[Record excerpts]
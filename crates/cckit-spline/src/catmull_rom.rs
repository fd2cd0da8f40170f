//! Catmull-Rom interpolating spline.

use cckit_math::arclen::adaptive_length;
use cckit_math::interpolate::catmull_rom_point;
use cckit_math::Point3;
use serde::{Deserialize, Serialize};

use crate::base::{SplineBase, SplineData, SplineKind};

/// Number of samples per segment for the dense closest-point scan.
const CLOSEST_POINT_STEPS: usize = 60;

/// An interpolating spline that passes through every authored point.
///
/// The four-point evaluation window needs one point before the first and one
/// after the last authored point, so `end_edit` pads the evaluation list
/// with phantom points: cyclic duplicates when closed, repeated end points
/// when open. The authoring API only ever sees the authored set.
#[derive(Debug, Clone, Serialize, Deserialize)]
pub struct CatmullRomSpline {
    data: SplineData,
    tension: f64,
}

impl Default for CatmullRomSpline {
    fn default() -> Self {
        Self::new(0.5, false)
    }
}

impl CatmullRomSpline {
    pub fn new(tension: f64, closed: bool) -> Self {
        Self {
            data: SplineData::new(closed),
            tension,
        }
    }

    pub fn from_points<I: IntoIterator<Item = Point3>>(
        points: I,
        tension: f64,
        closed: bool,
    ) -> Self {
        let mut spline = Self::new(tension, closed);
        spline.add_points(points);
        spline
    }

    /// How tightly the curve is pulled toward its control points.
    pub fn tension(&self) -> f64 {
        self.tension
    }

    /// Changing the tension reshapes every segment, so the length cache is
    /// recomputed immediately.
    pub fn set_tension(&mut self, tension: f64) {
        self.tension = tension;
        self.compute_total_length();
    }

    /// Densely samples the segments with indices in `[start, end)` and
    /// returns the nearest sample. The curve deviates from its control
    /// polygon, so vertex scans are not good enough here.
    pub fn closest_point_in_range(
        &self,
        point: Point3,
        mut start: usize,
        mut end: usize,
    ) -> Point3 {
        if self.data.eval.len() < 4 {
            return Point3::ZERO;
        }
        if start > end {
            std::mem::swap(&mut start, &mut end);
        }

        let mut best = Point3::ZERO;
        let mut best_dist = f64::MAX;
        for i in start..end {
            for j in 0..CLOSEST_POINT_STEPS {
                let t = j as f64 / CLOSEST_POINT_STEPS as f64;
                let candidate = self.interpolate_segment(t, i);
                let dist = candidate.distance(point);
                if dist < best_dist {
                    best_dist = dist;
                    best = candidate;
                }
            }
        }
        best
    }
}

impl SplineBase for CatmullRomSpline {
    fn data(&self) -> &SplineData {
        &self.data
    }

    fn data_mut(&mut self) -> &mut SplineData {
        &mut self.data
    }

    fn kind(&self) -> SplineKind {
        SplineKind::CatmullRom
    }

    fn build_eval_points(&self, raw: &[Point3], closed: bool) -> Vec<Point3> {
        if raw.len() < 2 {
            return raw.to_vec();
        }
        let mut eval = Vec::with_capacity(raw.len() + 3);
        if closed {
            eval.push(raw[raw.len() - 1]);
            eval.extend_from_slice(raw);
            eval.push(raw[0]);
            eval.push(raw[1]);
        } else {
            eval.push(raw[0]);
            eval.extend_from_slice(raw);
            eval.push(raw[raw.len() - 1]);
        }
        eval
    }

    fn compute_total_length_impl(&mut self) {
        let eval = &self.data.eval;
        let epsilon = self.data.tolerance.arc_length;
        let tension = self.tension;
        let mut lengths = Vec::with_capacity(eval.len().saturating_sub(3));
        for window in eval.windows(4) {
            let (p0, p1, p2, p3) = (window[0], window[1], window[2], window[3]);
            let segment = |t: f64| catmull_rom_point(p0, p1, p2, p3, t, tension);
            lengths.push(adaptive_length(&segment, 0.0, 1.0, epsilon));
        }
        self.data.set_lengths(lengths);
    }

    fn interpolate_segment(&self, local: f64, index: usize) -> Point3 {
        let eval = &self.data.eval;
        if eval.is_empty() {
            return Point3::ZERO;
        }
        if index + 3 >= eval.len() {
            return eval[index.min(eval.len() - 1)];
        }
        catmull_rom_point(
            eval[index],
            eval[index + 1],
            eval[index + 2],
            eval[index + 3],
            local,
            self.tension,
        )
    }

    fn closest_point(&self, point: Point3) -> Point3 {
        self.closest_point_in_range(point, 0, self.data.eval.len().saturating_sub(3))
    }
}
[/Record excerpts]
Transcribe only the lines from the beginning of the entries to the line with "dense closest-point scan.", inclusive, exactly as written.

filename crates/cckit-spline/src/catmull_rom.rs
repository fd2cd0da8f40170f
//! Catmull-Rom interpolating spline.

use cckit_math::arclen::adaptive_length;
use cckit_math::interpolate::catmull_rom_point;
use cckit_math::Point3;
use serde::{Deserialize, Serialize};

use crate::base::{SplineBase, SplineData, SplineKind};

/// Number of samples per segment for the dense closest-point scan.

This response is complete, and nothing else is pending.